When they wrote the Declaration of Independence’s second paragraph, they meant it: “We hold these truths to be self-evident, that all men are created equal, that they are endowed by their Creator with certain unalienable Rights, that among these are Life, Liberty and the pursuit of Happiness.”

But two and a half centuries later, imagine how those words resonate with the family of George Floyd. Are they just meaningless words? Public relations puffery? No. But still.

Recently, there were other words that grabbed our attention in the sports world. 

“It feels like a broken record…”

A professional athlete named Jason Heyward uttered these words during an interview with ESPN. 

Heyward happens to be a man of privilege. His parents graduated from Dartmouth. When he was only 17, Heyward was offered a scholarship to UCLA; he turned it down to play professional baseball instead.

In other words, you’d be hard-pressed to find two men with less in common than Jason Heyward and George Floyd. In 2009, Floyd began a 5-year sentence for armed robbery. At the time of his death, he was a 46-year-old truck driver and security guard.

Today, Heyward, 30, plays right field for the Chicago Cubs. His net worth, listed at $50 million, doesn’t insulate him from racism, however. He’s heard baseball fans yell the N-word throughout his career.

The common denominator: their heritage as African Americans.

So when Heyward described the George Floyd tragedy as something which “feels like a broken record,” he wasn’t referring to any records he’s broken playing baseball. 

Rather, Floyd’s killing reminded him of a history of bloody episodes–police brutality against African Americans–that began generations ago and continue today with no end in sight. 

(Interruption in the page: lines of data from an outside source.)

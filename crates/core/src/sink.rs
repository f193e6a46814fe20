// SPDX-License-Identifier: BUSL-1.1
// Copyright (c) 2026 Alfred Jean LLC

//! Progress sink abstraction.
//!
//! The supervisor publishes events through a sink injected at worker start,
//! keeping it decoupled from the progress bus and trivially testable.

use crate::event::JobEvent;

/// Receives events emitted on behalf of a running job.
///
/// `publish` must not block: implementations buffer per subscriber.
pub trait ProgressSink: Send + Sync {
    fn publish(&self, room: &str, event: JobEvent);
}

/// Sink that discards everything.
#[derive(Debug, Clone, Copy, Default)]
pub struct NullSink;

impl ProgressSink for NullSink {
    fn publish(&self, _room: &str, _event: JobEvent) {}
}

/// Sink that records every published event, for tests.
#[cfg(any(test, feature = "test-support"))]
#[derive(Debug, Default)]
pub struct CapturingSink {
    events: parking_lot::Mutex<Vec<(String, JobEvent)>>,
}

#[cfg(any(test, feature = "test-support"))]
impl CapturingSink {
    pub fn new() -> Self {
        Self::default()
    }

    /// Snapshot of everything published so far.
    pub fn events(&self) -> Vec<(String, JobEvent)> {
        self.events.lock().clone()
    }

    /// Events published to one room, in publication order.
    pub fn room_events(&self, room: &str) -> Vec<JobEvent> {
        self.events
            .lock()
            .iter()
            .filter(|(r, _)| r == room)
            .map(|(_, e)| e.clone())
            .collect()
    }
}

#[cfg(any(test, feature = "test-support"))]
impl ProgressSink for CapturingSink {
    fn publish(&self, room: &str, event: JobEvent) {
        self.events.lock().push((room.to_string(), event));
    }
}
// SPDX-License-Identifier: BUSL-1.1
// Copyright (c) 2026 Alfred Jean LLC

//! In-memory TTL cache with codec deep copies.
//!
//! Values are stored as [`serde_json::Value`] produced by serialization, and
//! handed out as clones, so a caller can never mutate cached state through a
//! returned value. `get` purges expired entries on contact; the background
//! sweeper only reclaims memory for keys nobody touches.

use crate::error::CacheError;
use parking_lot::Mutex;
use serde::Serialize;
use std::collections::HashMap;
use std::sync::Arc;
use std::time::{Duration, Instant};
use tokio_util::sync::CancellationToken;

struct CacheEntry {
    value: serde_json::Value,
    /// None = never expires.
    expires_at: Option<Instant>,
}

/// Keyed store with per-entry expiry.
#[derive(Default)]
pub struct TtlCache {
    entries: Mutex<HashMap<String, CacheEntry>>,
}

impl TtlCache {
    pub fn new() -> Self {
        Self::default()
    }

    /// Look up `key`. Expired entries are removed and read as absent.
    pub fn get(&self, key: &str) -> Option<serde_json::Value> {
        let mut entries = self.entries.lock();
        let expired = match entries.get(key) {
            Some(entry) => entry.expires_at.is_some_and(|at| Instant::now() >= at),
            None => return None,
        };
        if expired {
            entries.remove(key);
            return None;
        }
        entries.get(key).map(|e| e.value.clone())
    }

    /// Store a deep copy of `value` under `key`.
    ///
    /// A `ttl` of `None` (or zero) means the entry never expires. Empty keys
    /// and unserializable values are rejected, never silently stored.
    pub fn set(
        &self,
        key: &str,
        value: &impl Serialize,
        ttl: Option<Duration>,
    ) -> Result<(), CacheError> {
        if key.is_empty() {
            return Err(CacheError::InvalidKey);
        }
        let value = serde_json::to_value(value).map_err(CacheError::NotSerializable)?;
        let expires_at = ttl.filter(|t| !t.is_zero()).map(|t| Instant::now() + t);
        self.entries.lock().insert(key.to_string(), CacheEntry { value, expires_at });
        Ok(())
    }

    /// Remove `key`. Removing an absent key is fine.
    pub fn delete(&self, key: &str) {
        self.entries.lock().remove(key);
    }

    /// Remove all entries.
    pub fn flush(&self) {
        self.entries.lock().clear();
    }

    /// Non-expired keys, in unspecified order.
    pub fn keys(&self) -> Vec<String> {
        let now = Instant::now();
        self.entries
            .lock()
            .iter()
            .filter(|(_, e)| e.expires_at.is_none_or(|at| now < at))
            .map(|(k, _)| k.clone())
            .collect()
    }

    /// Drop expired entries; returns how many were removed.
    pub fn sweep(&self) -> usize {
        let now = Instant::now();
        let mut entries = self.entries.lock();
        let before = entries.len();
        entries.retain(|_, e| e.expires_at.is_none_or(|at| now < at));
        before - entries.len()
    }

    /// Spawn the background sweeper. Runs until `cancel` fires.
    pub fn spawn_sweeper(
        self: &Arc<Self>,
        interval: Duration,
        cancel: CancellationToken,
    ) -> tokio::task::JoinHandle<()> {
        let cache = Arc::clone(self);
        tokio::spawn(async move {
            let mut ticker = tokio::time::interval(interval);
            ticker.set_missed_tick_behavior(tokio::time::MissedTickBehavior::Skip);
            loop {
                tokio::select! {
                    _ = cancel.cancelled() => break,
                    _ = ticker.tick() => {
                        let removed = cache.sweep();
                        if removed > 0 {
                            tracing::debug!(removed, "cache sweep");
                        }
                    }
                }
            }
        })
    }
}

#[cfg(test)]
#[path = "cache_tests.rs"]
mod tests;
// SPDX-License-Identifier: BUSL-1.1
// Copyright (c) 2026 Alfred Jean LLC

// Allow panic!/unwrap/expect in test code
#![cfg_attr(test, allow(clippy::panic))]
#![cfg_attr(test, allow(clippy::unwrap_used))]
#![cfg_attr(test, allow(clippy::expect_used))]

//! joule-engine: job registry, worker supervisor, and progress bus

pub mod bus;
pub mod command;
pub mod error;
pub mod registry;
pub mod supervisor;

pub use bus::{Envelope, ProgressBus, SessionQueue};
pub use command::WorkerCommand;
pub use error::{SupervisorError, WorkerOutcome};
pub use registry::{JobRegistry, JobSummary, RegistryCounts};
pub use supervisor::{
    run_oneshot, ResultWriter, StartOptions, SupervisorConfig, WorkerSupervisor,
};
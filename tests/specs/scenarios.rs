// SPDX-License-Identifier: BUSL-1.1
// Copyright (c) 2026 Alfred Jean LLC

//! The concrete end-to-end scenarios.

use crate::prelude::*;
use futures_util::{SinkExt, StreamExt};
use serde_json::json;
use std::time::{Duration, Instant};
use tokio_tungstenite::connect_async;
use tokio_tungstenite::tungstenite::Message;

async fn ws_join(
    server: &TestServer,
    room: &str,
) -> tokio_tungstenite::WebSocketStream<
    tokio_tungstenite::MaybeTlsStream<tokio::net::TcpStream>,
> {
    let (mut socket, _) = connect_async(server.ws_url()).await.unwrap();
    let join = json!({ "op": "join", "room": room }).to_string();
    socket.send(Message::Text(join.into())).await.unwrap();
    // Joining must be observable before the next published event; give the
    // server one round trip to process the op.
    tokio::time::sleep(Duration::from_millis(50)).await;
    socket
}

/// Read envelopes until a terminal event arrives.
async fn collect_until_terminal(
    socket: &mut (impl futures_util::Stream<Item = Result<Message, tokio_tungstenite::tungstenite::Error>>
              + Unpin),
) -> Vec<serde_json::Value> {
    let mut events = Vec::new();
    let deadline = Instant::now() + SPEC_WAIT;
    loop {
        let remaining = deadline.saturating_duration_since(Instant::now());
        let message = tokio::time::timeout(remaining, socket.next())
            .await
            .expect("timed out waiting for a terminal event")
            .expect("socket closed before a terminal event")
            .unwrap();
        let Message::Text(text) = message else {
            continue;
        };
        let envelope: serde_json::Value = serde_json::from_str(&text).unwrap();
        let kind = envelope["type"].as_str().unwrap_or_default().to_string();
        events.push(envelope);
        if matches!(kind.as_str(), "completed" | "cancelled" | "error") {
            return events;
        }
    }
}

// Scenario A: forecast happy path. Submit, watch the room, check status.
#[tokio::test]
async fn forecast_happy_path() {
    let server = TestServer::start_default().await;

    let response = server
        .post(
            "/demand/forecast",
            &json!({
                "scenario_name": "base",
                "target_year": 2030,
                "sectors": {"residential": {"models": ["SLR"]}}
            }),
        )
        .await;
    assert_eq!(response.status(), 202);
    let body: serde_json::Value = response.json().await.unwrap();
    assert_eq!(body["success"], true);
    let job_id = body["job_id"].as_str().unwrap().to_string();

    // Subscribe and collect the room's events. The worker may already be
    // done, but terminal events are never dropped and the status endpoint is
    // the source of truth either way.
    let mut socket = ws_join(&server, &format!("forecast-job-{job_id}")).await;

    let status = server
        .wait_for_status(&format!("/demand/forecast/{job_id}/status"), "completed")
        .await;
    assert_eq!(status["progress"], 100);
    assert_eq!(status["result"]["scenario"], "base");
    assert!(status["error"].is_null());

    drop(socket.close(None).await);
}

// Scenario A, streaming leg: subscribe before the worker starts so the full
// event sequence is observable in order.
#[tokio::test]
async fn forecast_events_arrive_in_worker_order() {
    // A short stall before the first line keeps the subscription race out.
    let script = r#"#!/bin/sh
sleep 0.3
echo '{"type":"progress","progress":30,"step":"load"}'
echo '{"type":"progress","progress":80,"step":"fit"}'
echo '{"type":"result","scenario":"base"}'
"#;
    let server = TestServer::builder().forecast_worker(script).start().await;

    let response = server
        .post(
            "/demand/forecast",
            &json!({
                "scenario_name": "base",
                "target_year": 2030,
                "sectors": {"residential": {"models": ["SLR"]}}
            }),
        )
        .await;
    let body: serde_json::Value = response.json().await.unwrap();
    let job_id = body["job_id"].as_str().unwrap().to_string();
    let room = format!("forecast-job-{job_id}");

    let mut socket = ws_join(&server, &room).await;
    let events = collect_until_terminal(&mut socket).await;

    let kinds: Vec<&str> =
        events.iter().filter_map(|e| e["type"].as_str()).collect();
    // status(running) may or may not land before the join finishes; the
    // worker-emitted sequence after it is fixed.
    let tail: Vec<&str> = kinds
        .iter()
        .copied()
        .skip_while(|k| *k == "status")
        .collect();
    assert_eq!(tail, ["progress", "progress", "completed"]);

    let progresses: Vec<u64> = events
        .iter()
        .filter(|e| e["type"] == "progress")
        .filter_map(|e| e["payload"]["progress"].as_u64())
        .collect();
    assert_eq!(progresses, [30, 80]);

    for event in &events {
        assert_eq!(event["room"], room);
        assert_eq!(event["job_id"], job_id);
        assert!(event["ts"].as_u64().is_some());
    }
}

// Scenario B: timeout. A sleeping worker against a short deadline.
#[tokio::test]
async fn forecast_timeout_fails_within_a_bounded_window() {
    let server = TestServer::builder()
        .forecast_worker(SLEEPER)
        .forecast_timeout(Duration::from_millis(300))
        .start()
        .await;

    let started = Instant::now();
    let response = server
        .post(
            "/demand/forecast",
            &json!({
                "scenario_name": "slow",
                "target_year": 2030,
                "sectors": {"residential": {"models": ["SLR"]}}
            }),
        )
        .await;
    let body: serde_json::Value = response.json().await.unwrap();
    let job_id = body["job_id"].as_str().unwrap();

    let status = server
        .wait_for_status(&format!("/demand/forecast/{job_id}/status"), "failed")
        .await;
    assert_eq!(status["error"], "timeout");
    assert!(
        started.elapsed() < Duration::from_secs(5),
        "timeout was not enforced promptly"
    );
}

// Scenario C: cancel of a running optimization.
#[tokio::test]
async fn cancel_running_optimization() {
    let server = TestServer::start_default().await; // pypsa worker sleeps

    let response = server
        .post(
            "/pypsa/optimize",
            &json!({
                "scenario_name": "grid2030",
                "base_year": 2025,
                "investment_mode": "single_year"
            }),
        )
        .await;
    assert_eq!(response.status(), 202);
    let body: serde_json::Value = response.json().await.unwrap();
    let job_id = body["job_id"].as_str().unwrap().to_string();

    server
        .wait_for_status(&format!("/pypsa/optimization/{job_id}/status"), "running")
        .await;

    let cancel = server
        .post(&format!("/pypsa/optimization/{job_id}/cancel"), &json!({}))
        .await;
    assert_eq!(cancel.status(), 200);

    let status: serde_json::Value = server
        .get(&format!("/pypsa/optimization/{job_id}/status"))
        .await
        .json()
        .await
        .unwrap();
    assert_eq!(status["status"], "cancelled");
    assert!(status["result"].is_null());
    assert!(status["error"].is_null());
}

// Scenario D: cache hit. Script on the first read, cache on the second,
// script again after the TTL.
#[tokio::test]
async fn sector_data_is_cached_until_ttl() {
    let server = TestServer::builder().forecast_worker(EXTRACTOR).start().await;

    let first: serde_json::Value =
        server.get("/demand/sectors/residential").await.json().await.unwrap();
    assert_eq!(first["source"], "script");
    assert_eq!(first["data"]["rows"], json!([1, 2, 3]));

    let second: serde_json::Value =
        server.get("/demand/sectors/residential").await.json().await.unwrap();
    assert_eq!(second["source"], "cache");
    assert_eq!(second["data"], first["data"]);

    // Past the TTL the entry reads as absent and the script runs again.
    tokio::time::sleep(Duration::from_millis(400)).await;
    let third: serde_json::Value =
        server.get("/demand/sectors/residential").await.json().await.unwrap();
    assert_eq!(third["source"], "script");
}

// Scenario E: path escape is rejected before any filesystem effect.
#[tokio::test]
async fn traversal_profile_id_is_rejected() {
    let server = TestServer::start_default().await;

    let sentinel = server.project.path().join("sentinel.json");
    std::fs::write(&sentinel, b"{}").unwrap();

    // URL-encoded "../../sentinel.json" (and friends) decode into traversal.
    let response = server.delete("/loadprofile/profiles/..%2F..%2Fetc%2Fpasswd").await;
    assert_eq!(response.status(), 400);
    let body: serde_json::Value = response.json().await.unwrap();
    let errors = body["errors"].as_array().unwrap();
    assert!(errors[0].as_str().unwrap().contains("path"), "{errors:?}");

    assert!(sentinel.exists(), "filesystem was touched by a rejected path");
}

// Scenario F: overflow drops progress events, never the terminal.
#[tokio::test]
async fn slow_subscriber_overflow_keeps_the_terminal_event() {
    use joule_core::{EventKind, JobEvent, JobId, ProgressSink, SessionId};
    use joule_engine::ProgressBus;

    let bus = ProgressBus::default();
    let session = SessionId::new();
    let queue = bus.register_session(session.clone());
    bus.join(&session, "forecast-job-x");

    // A subscriber that never drains while 10_000 progress events land.
    for n in 0..10_000u64 {
        bus.publish(
            "forecast-job-x",
            JobEvent::new(JobId::from_string("x"), EventKind::Progress, json!({ "n": n }), n),
        );
    }
    bus.publish(
        "forecast-job-x",
        JobEvent::new(JobId::from_string("x"), EventKind::Completed, json!({}), 10_000),
    );

    let mut stamps = Vec::new();
    while let Some(envelope) = tokio::time::timeout(Duration::from_millis(100), queue.recv())
        .await
        .ok()
        .flatten()
    {
        stamps.push((envelope.event.kind, envelope.event.ts));
        if envelope.event.kind.is_terminal() {
            break;
        }
    }

    // At most the queue capacity made it through, oldest dropped first,
    // terminal last, order preserved.
    assert!(stamps.len() <= joule_engine::bus::DEFAULT_QUEUE_CAPACITY);
    assert_eq!(stamps.last().unwrap().0, EventKind::Completed);
    let ts_only: Vec<u64> = stamps.iter().map(|(_, ts)| *ts).collect();
    let mut sorted = ts_only.clone();
    sorted.sort_unstable();
    assert_eq!(ts_only, sorted, "events arrived out of order");
}
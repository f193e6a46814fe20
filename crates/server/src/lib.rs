// SPDX-License-Identifier: BUSL-1.1
// Copyright (c) 2026 Alfred Jean LLC

// Allow panic!/unwrap/expect in test code
#![cfg_attr(test, allow(clippy::panic))]
#![cfg_attr(test, allow(clippy::unwrap_used))]
#![cfg_attr(test, allow(clippy::expect_used))]

//! joule-server: HTTP and WebSocket surface for the Joule backend

pub mod env;
pub mod error;
pub mod jobs;
pub mod routes;
pub mod state;

pub use env::Settings;
pub use error::ApiError;
pub use routes::router;
pub use state::AppState;
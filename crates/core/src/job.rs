// SPDX-License-Identifier: BUSL-1.1
// Copyright (c) 2026 Alfred Jean LLC

//! Job record and state machine.

use crate::id::JobId;
use crate::kind::JobKind;
use crate::status::JobStatus;
use serde::{Deserialize, Serialize};

/// Submission, start, and end timestamps (epoch milliseconds).
#[derive(Debug, Clone, Copy, PartialEq, Eq, Serialize, Deserialize)]
pub struct JobTimings {
    pub submitted_at_ms: u64,
    #[serde(default, skip_serializing_if = "Option::is_none")]
    pub started_at_ms: Option<u64>,
    /// Completion, failure, or cancellation time.
    #[serde(default, skip_serializing_if = "Option::is_none")]
    pub finished_at_ms: Option<u64>,
}

impl JobTimings {
    pub fn new(submitted_at_ms: u64) -> Self {
        Self { submitted_at_ms, started_at_ms: None, finished_at_ms: None }
    }
}

/// Fields a worker progress event may update on a running job.
#[derive(Debug, Clone, Default, PartialEq, Eq)]
pub struct ProgressUpdate {
    pub progress: Option<u8>,
    pub step: Option<String>,
    pub status: Option<String>,
    pub sector: Option<String>,
}

/// One user-submitted analytical request with a lifecycle.
///
/// The config is immutable after creation. In terminal states exactly one of
/// `result` and `error` is populated for `completed`/`failed`; `cancelled`
/// populates neither.
#[derive(Debug, Clone, Serialize, Deserialize)]
pub struct Job {
    pub id: JobId,
    pub kind: JobKind,
    pub status: JobStatus,
    /// 0..=100; monotonic non-decreasing while running, frozen on
    /// failure/cancellation, 100 on completion.
    pub progress: u8,
    pub config: serde_json::Value,
    #[serde(default, skip_serializing_if = "Option::is_none")]
    pub result: Option<serde_json::Value>,
    #[serde(default, skip_serializing_if = "Option::is_none")]
    pub error: Option<String>,
    #[serde(default, skip_serializing_if = "Option::is_none")]
    pub current_step: Option<String>,
    #[serde(default, skip_serializing_if = "Option::is_none")]
    pub status_details: Option<String>,
    pub timings: JobTimings,
}

impl Job {
    /// Create a freshly submitted job in `queued`.
    pub fn new(id: JobId, kind: JobKind, config: serde_json::Value, submitted_at_ms: u64) -> Self {
        Self {
            id,
            kind,
            status: JobStatus::Queued,
            progress: 0,
            config,
            result: None,
            error: None,
            current_step: None,
            status_details: None,
            timings: JobTimings::new(submitted_at_ms),
        }
    }

    pub fn is_terminal(&self) -> bool {
        self.status.is_terminal()
    }

    /// Room carrying this job's progress events.
    pub fn room(&self) -> String {
        self.kind.room(&self.id)
    }

    /// Transition `queued → running`. Returns false if not permitted.
    pub fn start(&mut self, now_ms: u64) -> bool {
        if !self.status.can_transition(JobStatus::Running) {
            return false;
        }
        self.status = JobStatus::Running;
        self.timings.started_at_ms = Some(now_ms);
        true
    }

    /// Apply a worker progress report. Only valid while running; progress is
    /// clamped so it never decreases.
    pub fn record_progress(&mut self, update: ProgressUpdate) -> bool {
        if self.status != JobStatus::Running {
            return false;
        }
        if let Some(p) = update.progress {
            self.progress = self.progress.max(p.min(100));
        }
        if update.step.is_some() {
            self.current_step = update.step;
        }
        match (update.status, update.sector) {
            (Some(status), _) => self.status_details = Some(status),
            (None, Some(sector)) => self.status_details = Some(format!("sector {sector}")),
            (None, None) => {}
        }
        true
    }

    /// Transition to `completed`, recording the result and forcing progress
    /// to 100. Returns false if not permitted.
    pub fn complete(&mut self, result: serde_json::Value, now_ms: u64) -> bool {
        if !self.status.can_transition(JobStatus::Completed) {
            return false;
        }
        self.status = JobStatus::Completed;
        self.progress = 100;
        self.result = Some(result);
        self.timings.finished_at_ms = Some(now_ms);
        true
    }

    /// Transition to `failed`, recording the error. Progress stays frozen at
    /// its last observed value. Returns false if not permitted.
    pub fn fail(&mut self, error: impl Into<String>, now_ms: u64) -> bool {
        if !self.status.can_transition(JobStatus::Failed) {
            return false;
        }
        self.status = JobStatus::Failed;
        self.error = Some(error.into());
        self.timings.finished_at_ms = Some(now_ms);
        true
    }

    /// Transition to `cancelled`. Neither result nor error is populated.
    /// Returns false if not permitted.
    pub fn cancel(&mut self, now_ms: u64) -> bool {
        if !self.status.can_transition(JobStatus::Cancelled) {
            return false;
        }
        self.status = JobStatus::Cancelled;
        self.timings.finished_at_ms = Some(now_ms);
        true
    }
}

crate::builder! {
    pub struct JobBuilder => Job {
        into {
            id: JobId = "fct-test000000000000000",
        }
        set {
            kind: JobKind = JobKind::Forecast,
            status: JobStatus = JobStatus::Queued,
            progress: u8 = 0,
            config: serde_json::Value = serde_json::Value::Null,
            timings: JobTimings = JobTimings::new(1_000_000),
        }
        option {
            result: serde_json::Value = None,
            error: String = None,
            current_step: String = None,
            status_details: String = None,
        }
    }
}

#[cfg(test)]
#[path = "job_tests.rs"]
mod tests;
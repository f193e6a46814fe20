// SPDX-License-Identifier: BUSL-1.1
// Copyright (c) 2026 Alfred Jean LLC

//! ID generation for jobs and client sessions.

use crate::kind::JobKind;
use serde::{Deserialize, Serialize};

/// Length of the random portion of a generated ID.
pub const ID_SUFFIX_LEN: usize = 19;

/// Returns a string slice truncated to at most `n` characters.
pub fn short(s: &str, n: usize) -> &str {
    if s.len() <= n {
        s
    } else {
        &s[..n]
    }
}

/// Define a newtype ID wrapper with a fixed type prefix.
///
/// Generates `new()` for random ID generation, `from_string()` for parsing,
/// `as_str()`, `Display`, `From<String>`, `From<&str>`, `PartialEq<&str>`,
/// and `Borrow<str>` implementations.
///
/// The ID format is `{prefix}{nanoid}` where `prefix` is a 4-character type
/// indicator (e.g. `"ses-"`) and `nanoid` is a 19-character random ID.
///
/// ```ignore
/// define_id! {
///     /// Doc comment for the ID type.
///     pub struct SessionId("ses-");
/// }
/// ```
#[macro_export]
macro_rules! define_id {
    (
        $(#[$meta:meta])*
        pub struct $name:ident($prefix:literal);
    ) => {
        $(#[$meta])*
        #[derive(Debug, Clone, PartialEq, Eq, Hash, serde::Serialize, serde::Deserialize)]
        #[serde(transparent)]
        pub struct $name(String);

        impl $name {
            pub const PREFIX: &'static str = $prefix;

            /// Generate a new random ID with the type prefix.
            pub fn new() -> Self {
                Self(format!("{}{}", Self::PREFIX, nanoid::nanoid!(($crate::id::ID_SUFFIX_LEN))))
            }

            /// Create an ID from an existing string (for parsing).
            pub fn from_string(id: impl Into<String>) -> Self {
                Self(id.into())
            }

            pub fn as_str(&self) -> &str {
                &self.0
            }
        }

        impl Default for $name {
            fn default() -> Self {
                Self::new()
            }
        }

        impl std::fmt::Display for $name {
            fn fmt(&self, f: &mut std::fmt::Formatter<'_>) -> std::fmt::Result {
                f.write_str(&self.0)
            }
        }

        impl From<&str> for $name {
            fn from(s: &str) -> Self {
                Self(s.to_string())
            }
        }

        impl From<String> for $name {
            fn from(s: String) -> Self {
                Self(s)
            }
        }

        impl AsRef<str> for $name {
            fn as_ref(&self) -> &str {
                &self.0
            }
        }

        impl PartialEq<&str> for $name {
            fn eq(&self, other: &&str) -> bool {
                self.0 == *other
            }
        }

        impl std::borrow::Borrow<str> for $name {
            fn borrow(&self) -> &str {
                &self.0
            }
        }
    };
}

define_id! {
    /// Identifier for one connected real-time client session.
    pub struct SessionId("ses-");
}

/// Unique identifier for a submitted job.
///
/// Minted at submission with a kind prefix (`fct-`, `prf-`, `psa-`) followed
/// by a 19-character nanoid. An ID is never reused within a process.
#[derive(Debug, Clone, PartialEq, Eq, Hash, Serialize, Deserialize)]
#[serde(transparent)]
pub struct JobId(String);

impl JobId {
    /// Mint a fresh ID for a job of the given kind.
    pub fn mint(kind: JobKind) -> Self {
        Self(format!("{}{}", kind.id_prefix(), nanoid::nanoid!(ID_SUFFIX_LEN)))
    }

    /// Create an ID from an existing string (for parsing request paths).
    pub fn from_string(id: impl Into<String>) -> Self {
        Self(id.into())
    }

    pub fn as_str(&self) -> &str {
        &self.0
    }
}

impl std::fmt::Display for JobId {
    fn fmt(&self, f: &mut std::fmt::Formatter<'_>) -> std::fmt::Result {
        f.write_str(&self.0)
    }
}

impl From<&str> for JobId {
    fn from(s: &str) -> Self {
        Self(s.to_string())
    }
}

impl From<String> for JobId {
    fn from(s: String) -> Self {
        Self(s)
    }
}

impl AsRef<str> for JobId {
    fn as_ref(&self) -> &str {
        &self.0
    }
}

impl PartialEq<&str> for JobId {
    fn eq(&self, other: &&str) -> bool {
        self.0 == *other
    }
}

impl std::borrow::Borrow<str> for JobId {
    fn borrow(&self) -> &str {
        &self.0
    }
}

#[cfg(test)]
#[path = "id_tests.rs"]
mod tests;
// SPDX-License-Identifier: BUSL-1.1
// Copyright (c) 2026 Alfred Jean LLC

//! Worker stdout wire protocol.
//!
//! A compute worker writes one JSON object per line to stdout. Progress lines
//! may appear any number of times; a result line is emitted at most once, as
//! the final line on success. Unknown type tags are tolerated so workers can
//! grow new event shapes without breaking older supervisors.

use serde::{Deserialize, Serialize};

/// One parsed line of worker stdout.
#[derive(Debug, Clone, PartialEq, Serialize, Deserialize)]
#[serde(tag = "type", rename_all = "snake_case")]
pub enum WorkerLine {
    /// Incremental progress report.
    Progress {
        progress: u8,
        #[serde(default, skip_serializing_if = "Option::is_none")]
        step: Option<String>,
        #[serde(default, skip_serializing_if = "Option::is_none")]
        status: Option<String>,
        #[serde(default, skip_serializing_if = "Option::is_none")]
        sector: Option<String>,
    },
    /// Final kind-specific payload.
    Result {
        #[serde(flatten)]
        payload: serde_json::Value,
    },
    /// Unrecognized type tag; logged by callers and otherwise ignored.
    #[serde(other, skip_serializing)]
    Unknown,
}

/// Parse a single stdout line.
///
/// Lines that are not valid JSON (or not an object with a `type` tag) fail
/// with the underlying serde error; callers log and skip them.
pub fn parse_worker_line(line: &str) -> Result<WorkerLine, serde_json::Error> {
    serde_json::from_str(line)
}

#[cfg(test)]
#[path = "worker_tests.rs"]
mod tests;
// SPDX-License-Identifier: BUSL-1.1
// Copyright (c) 2026 Alfred Jean LLC

//! Job kind vocabulary.

use crate::id::JobId;
use serde::{Deserialize, Serialize};

/// The three analytical job kinds the backend runs.
#[derive(Debug, Clone, Copy, PartialEq, Eq, Hash, Serialize, Deserialize)]
#[serde(rename_all = "lowercase")]
pub enum JobKind {
    /// Demand forecast for a scenario across sectors.
    Forecast,
    /// Load-profile generation.
    Profile,
    /// Power-system optimization (PyPSA).
    Pypsa,
}

impl JobKind {
    pub const ALL: [JobKind; 3] = [JobKind::Forecast, JobKind::Profile, JobKind::Pypsa];

    /// Wire name used in room names and API payloads.
    pub fn wire_name(self) -> &'static str {
        match self {
            JobKind::Forecast => "forecast",
            JobKind::Profile => "profile",
            JobKind::Pypsa => "pypsa",
        }
    }

    /// Four-character prefix for minted job IDs.
    pub fn id_prefix(self) -> &'static str {
        match self {
            JobKind::Forecast => "fct-",
            JobKind::Profile => "prf-",
            JobKind::Pypsa => "psa-",
        }
    }

    /// Pub/sub room carrying this job's progress events.
    pub fn room(self, id: &JobId) -> String {
        format!("{}-job-{}", self.wire_name(), id)
    }
}

crate::simple_display! {
    JobKind {
        Forecast => "forecast",
        Profile => "profile",
        Pypsa => "pypsa",
    }
}

impl std::str::FromStr for JobKind {
    type Err = UnknownKind;

    fn from_str(s: &str) -> Result<Self, Self::Err> {
        match s {
            "forecast" => Ok(JobKind::Forecast),
            "profile" => Ok(JobKind::Profile),
            "pypsa" => Ok(JobKind::Pypsa),
            _ => Err(UnknownKind(s.to_string())),
        }
    }
}

/// Error for unrecognized kind names.
#[derive(Debug, Clone, PartialEq, Eq, thiserror::Error)]
#[error("unknown job kind: {0}")]
pub struct UnknownKind(pub String);

#[cfg(test)]
#[path = "kind_tests.rs"]
mod tests;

He told ESPN, “When you have hatred, when you have anger, when you have people that dealt with this 40 years ago, when you have people that dealt with this 20 years ago, people that dealt with it 10 years ago, people for the first time dealing with it now, you got people at all different walks of life who have different emotions about it and different thoughts on how to handle it.”

As for finding our American soul, no easy clues come to mind. Violence certainly is not an answer. Neither is threatening peaceful demonstrators by the world’s most powerful leader, he with the orange hair and white skin. 

As for those thousands of mostly-peaceful protestors on the streets of our cities, they won’t bring back George Floyd or, for that matter, make America safe again. But still.